I call this new list a "
PatchWorkArray" because it stores its data in patches throughout a regular
ArrayList. The idea behind it is this: Suppose you've got a list with a large number of elements in it and want to remove the element at index i, where i < n, and n is the number of elements in the list; instead of moving elements i+1 to n up one place (which is what happens in an
ArrayList), you could just leave the list as is, then, when someone asks for the element at index j, where j >= i, you just give them the element at index j+1 instead.
PatchWorkArray generalizes this idea; it's an
ArrayList (the "backing list") and an associated set of alterations (insertions and removals) to that
ArrayList. When an element is requested, the set of alterations is queried to figure out the correct location of the element in the backing list, which is then returned.

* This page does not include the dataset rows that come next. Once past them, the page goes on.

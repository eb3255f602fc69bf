use alloc::string::String;

use serde::{Deserialize, Serialize};

/// Status reported for a command that was carried out.
pub const STATUS_OK: &str = "Ok";

/// Status reported for a command name the device does not recognise.
pub const STATUS_UNKNOWN_COMMAND: &str = "Unknown command";

/// Command inserted for a device by the management service.
#[derive(Debug, Clone, PartialEq, Serialize, Deserialize)]
pub struct CommandRecord {
    /// Command identifier assigned by the service
    pub id: i64,
    /// Command name, e.g. `led/on`
    pub command: String,
    /// Free-form command arguments
    #[serde(default, skip_serializing_if = "Option::is_none")]
    pub parameters: Option<serde_json::Value>,
    /// Outcome set by the device
    #[serde(default, skip_serializing_if = "Option::is_none")]
    pub status: Option<String>,
}

/// Acknowledgement the device sends back for a handled command.
#[derive(Debug, Clone, PartialEq, Serialize, Deserialize)]
pub struct CommandUpdate {
    pub id: i64,
    pub command: String,
    pub status: String,
}
use std::fs;
use std::path::{Path, PathBuf};

use async_trait::async_trait;
use tracing::{debug, info, warn};

use super::{Reading, TemperatureSensor};

/// Family code of DS18B20 style thermometers.
pub const DS18B20_FAMILY: &str = "28-";
pub const SLAVE_FILE: &str = "w1_slave";

/// Outcome of scanning one `w1_slave` dump.
#[derive(Debug, Clone, Copy, PartialEq)]
enum Sample {
    Value(f64),
    BadCrc,
    Unparsable,
    Missing,
}

/// Scan the driver output.
///
/// Any `crc=... NO` line rejects the whole dump, wherever it appears; otherwise the first
/// `t=` line yields the value in millidegrees.
fn parse_slave(content: &str) -> Sample {
    if content
        .lines()
        .any(|line| line.contains("crc=") && line.contains("NO"))
    {
        return Sample::BadCrc;
    }

    let Some(raw) = content
        .lines()
        .find_map(|line| line.split_once("t=").map(|(_, raw)| raw))
    else {
        return Sample::Missing;
    };

    match raw.trim().parse::<f64>() {
        Ok(milli) if milli.is_finite() => Sample::Value(milli / 1000.0),
        _ => Sample::Unparsable,
    }
}

/// One-wire thermometer exposed by the kernel `w1_therm` driver.
pub struct W1TempSensor {
    path: Option<PathBuf>,
    last_good: f64,
}

impl W1TempSensor {
    pub fn new(path: Option<PathBuf>) -> Self {
        Self {
            path,
            last_good: 0.0,
        }
    }

    /// Use the first `<devices_dir>/<family_prefix>*/w1_slave` file, if any.
    pub fn discover(devices_dir: &Path, family_prefix: &str) -> Self {
        let path = Self::find_slave(devices_dir, family_prefix);

        match &path {
            Some(path) => info!("Temperature sensor found at {}", path.display()),
            None => warn!(
                "No temperature sensor under {}, reporting fallback values",
                devices_dir.display()
            ),
        }

        Self::new(path)
    }

    fn find_slave(devices_dir: &Path, family_prefix: &str) -> Option<PathBuf> {
        let entries = fs::read_dir(devices_dir).ok()?;

        let mut candidates: Vec<PathBuf> = entries
            .filter_map(Result::ok)
            .filter(|entry| entry.file_name().to_string_lossy().starts_with(family_prefix))
            .map(|entry| entry.path().join(SLAVE_FILE))
            .filter(|path| path.is_file())
            .collect();

        candidates.sort();
        candidates.into_iter().next()
    }

    pub fn path(&self) -> Option<&Path> {
        self.path.as_deref()
    }

    pub fn last_good(&self) -> f64 {
        self.last_good
    }
}

#[async_trait]
impl TemperatureSensor for W1TempSensor {
    async fn read(&mut self) -> Reading {
        let Some(path) = &self.path else {
            return Reading::now(self.last_good);
        };

        let content = match tokio::fs::read_to_string(path).await {
            Ok(content) => content,
            Err(e) => {
                warn!("Failed to read {}: {}", path.display(), e);
                return Reading::now(self.last_good);
            }
        };

        match parse_slave(&content) {
            Sample::Value(value) => self.last_good = value,
            sample => debug!("Sensor fault {:?}, keeping {}", sample, self.last_good),
        }

        Reading::now(self.last_good)
    }
}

The relationship between the various classes involved is described in the following UML diagram:
Dealing with AlterationsThe
PatchWorkArray doesn't do anything special about removals or insertions made to the end of the list - they simply get performed on the backing list itself. However, the effect differs for alterations made at any other position. When an element is removed, instead of removing the corresponding element from the backing list, it is instead replaced with a dummy value. When an element is inserted, the element currently in the corresponding position in the backing list is replaced with a new sub-list containing the newly inserted element followed by the replaced one. This sub-list is an instance of a binary tree based list, which allows log time insertions and removal by index. Further deletions and insertions at indices covered by this sub-list are then performed on the sub-list itself, rather than affecting the backing list.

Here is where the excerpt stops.